Task to complete:
Could you write out the lines below exactly, beginning with the first and finishing with the one that contains "impl fmt::Display for"?

(Recorded data)
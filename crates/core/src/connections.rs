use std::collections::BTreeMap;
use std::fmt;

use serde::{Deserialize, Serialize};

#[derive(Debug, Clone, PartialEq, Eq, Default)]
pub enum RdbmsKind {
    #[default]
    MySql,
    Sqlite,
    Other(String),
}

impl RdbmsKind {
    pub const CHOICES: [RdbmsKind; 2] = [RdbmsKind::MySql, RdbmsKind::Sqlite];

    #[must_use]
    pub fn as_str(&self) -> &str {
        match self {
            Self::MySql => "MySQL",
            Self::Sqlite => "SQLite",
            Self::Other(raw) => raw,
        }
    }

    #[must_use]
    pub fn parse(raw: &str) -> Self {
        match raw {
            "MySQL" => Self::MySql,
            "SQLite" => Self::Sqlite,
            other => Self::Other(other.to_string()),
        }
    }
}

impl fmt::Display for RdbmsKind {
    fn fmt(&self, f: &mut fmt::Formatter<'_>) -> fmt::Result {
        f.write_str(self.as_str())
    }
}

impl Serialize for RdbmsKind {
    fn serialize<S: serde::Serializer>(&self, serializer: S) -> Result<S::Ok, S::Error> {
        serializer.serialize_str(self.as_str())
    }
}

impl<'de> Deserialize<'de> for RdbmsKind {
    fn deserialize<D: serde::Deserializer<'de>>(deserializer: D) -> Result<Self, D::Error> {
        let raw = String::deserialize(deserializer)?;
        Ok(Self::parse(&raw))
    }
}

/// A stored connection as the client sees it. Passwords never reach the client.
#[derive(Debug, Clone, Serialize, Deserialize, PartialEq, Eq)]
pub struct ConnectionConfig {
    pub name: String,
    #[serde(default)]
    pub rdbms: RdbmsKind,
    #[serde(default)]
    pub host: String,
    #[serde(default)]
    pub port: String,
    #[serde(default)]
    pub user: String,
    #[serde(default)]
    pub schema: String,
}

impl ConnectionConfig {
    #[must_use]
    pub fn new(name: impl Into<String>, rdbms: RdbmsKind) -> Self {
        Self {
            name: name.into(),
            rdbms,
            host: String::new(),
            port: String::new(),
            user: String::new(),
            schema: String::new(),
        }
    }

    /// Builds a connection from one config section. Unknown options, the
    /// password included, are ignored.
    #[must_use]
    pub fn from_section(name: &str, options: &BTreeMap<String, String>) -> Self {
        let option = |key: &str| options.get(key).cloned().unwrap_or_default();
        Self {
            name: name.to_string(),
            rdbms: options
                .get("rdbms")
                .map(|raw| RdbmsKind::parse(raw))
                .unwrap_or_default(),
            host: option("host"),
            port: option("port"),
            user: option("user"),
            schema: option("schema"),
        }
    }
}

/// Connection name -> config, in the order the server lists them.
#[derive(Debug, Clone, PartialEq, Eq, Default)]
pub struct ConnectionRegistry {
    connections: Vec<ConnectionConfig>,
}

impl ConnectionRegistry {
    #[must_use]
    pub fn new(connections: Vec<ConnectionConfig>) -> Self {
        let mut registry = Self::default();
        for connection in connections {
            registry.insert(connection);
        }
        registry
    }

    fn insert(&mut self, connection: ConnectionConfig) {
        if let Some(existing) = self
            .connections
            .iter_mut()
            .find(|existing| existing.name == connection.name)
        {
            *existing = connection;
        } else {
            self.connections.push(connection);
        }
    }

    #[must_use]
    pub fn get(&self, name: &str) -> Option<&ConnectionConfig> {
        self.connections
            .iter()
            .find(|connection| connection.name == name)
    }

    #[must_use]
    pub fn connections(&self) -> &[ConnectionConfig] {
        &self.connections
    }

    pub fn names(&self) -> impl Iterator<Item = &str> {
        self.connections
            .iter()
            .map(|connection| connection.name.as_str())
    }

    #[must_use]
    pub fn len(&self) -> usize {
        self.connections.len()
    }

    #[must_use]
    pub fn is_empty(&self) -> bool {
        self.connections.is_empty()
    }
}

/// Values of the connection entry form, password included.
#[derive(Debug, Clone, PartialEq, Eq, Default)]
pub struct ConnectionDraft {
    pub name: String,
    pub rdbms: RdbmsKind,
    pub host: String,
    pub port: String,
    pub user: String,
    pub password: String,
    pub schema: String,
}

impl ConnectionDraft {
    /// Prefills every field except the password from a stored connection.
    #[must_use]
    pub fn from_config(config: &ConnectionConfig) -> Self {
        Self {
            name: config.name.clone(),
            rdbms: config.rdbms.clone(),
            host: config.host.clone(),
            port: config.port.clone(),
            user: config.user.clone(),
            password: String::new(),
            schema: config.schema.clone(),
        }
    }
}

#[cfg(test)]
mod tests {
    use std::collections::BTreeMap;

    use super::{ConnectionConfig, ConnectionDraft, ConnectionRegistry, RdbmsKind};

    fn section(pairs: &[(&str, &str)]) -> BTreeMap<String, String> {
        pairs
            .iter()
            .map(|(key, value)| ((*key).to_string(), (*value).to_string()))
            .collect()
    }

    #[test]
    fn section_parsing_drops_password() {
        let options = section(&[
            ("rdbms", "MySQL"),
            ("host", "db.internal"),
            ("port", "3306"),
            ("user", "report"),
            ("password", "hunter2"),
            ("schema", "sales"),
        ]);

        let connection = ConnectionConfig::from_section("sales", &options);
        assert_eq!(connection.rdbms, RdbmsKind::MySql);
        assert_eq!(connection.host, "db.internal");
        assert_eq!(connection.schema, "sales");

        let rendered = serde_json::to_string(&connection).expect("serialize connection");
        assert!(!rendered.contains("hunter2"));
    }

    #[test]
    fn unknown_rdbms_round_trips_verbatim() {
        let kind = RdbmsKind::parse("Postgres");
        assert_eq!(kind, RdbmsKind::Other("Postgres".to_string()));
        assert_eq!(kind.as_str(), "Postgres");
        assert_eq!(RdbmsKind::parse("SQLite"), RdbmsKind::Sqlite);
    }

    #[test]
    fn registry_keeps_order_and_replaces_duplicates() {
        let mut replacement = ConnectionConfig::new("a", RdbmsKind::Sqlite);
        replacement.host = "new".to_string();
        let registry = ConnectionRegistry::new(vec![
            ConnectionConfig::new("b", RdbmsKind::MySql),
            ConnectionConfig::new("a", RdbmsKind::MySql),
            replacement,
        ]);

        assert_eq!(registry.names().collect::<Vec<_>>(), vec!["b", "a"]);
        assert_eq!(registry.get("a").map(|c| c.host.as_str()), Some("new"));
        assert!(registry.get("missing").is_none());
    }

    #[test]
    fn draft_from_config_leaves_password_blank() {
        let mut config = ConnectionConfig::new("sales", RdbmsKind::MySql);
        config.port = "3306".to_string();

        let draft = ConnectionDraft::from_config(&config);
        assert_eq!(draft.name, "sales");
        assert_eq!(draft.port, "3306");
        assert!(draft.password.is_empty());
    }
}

Final answer:
filename crates/core/src/connections.rs
use std::collections::BTreeMap;
use std::fmt;

use serde::{Deserialize, Serialize};

#[derive(Debug, Clone, PartialEq, Eq, Default)]
pub enum RdbmsKind {
    #[default]
    MySql,
    Sqlite,
    Other(String),
}

impl RdbmsKind {
    pub const CHOICES: [RdbmsKind; 2] = [RdbmsKind::MySql, RdbmsKind::Sqlite];

    #[must_use]
    pub fn as_str(&self) -> &str {
        match self {
            Self::MySql => "MySQL",
            Self::Sqlite => "SQLite",
            Self::Other(raw) => raw,
        }
    }

    #[must_use]
    pub fn parse(raw: &str) -> Self {
        match raw {
            "MySQL" => Self::MySql,
            "SQLite" => Self::Sqlite,
            other => Self::Other(other.to_string()),
        }
    }
}

impl fmt::Display for RdbmsKind {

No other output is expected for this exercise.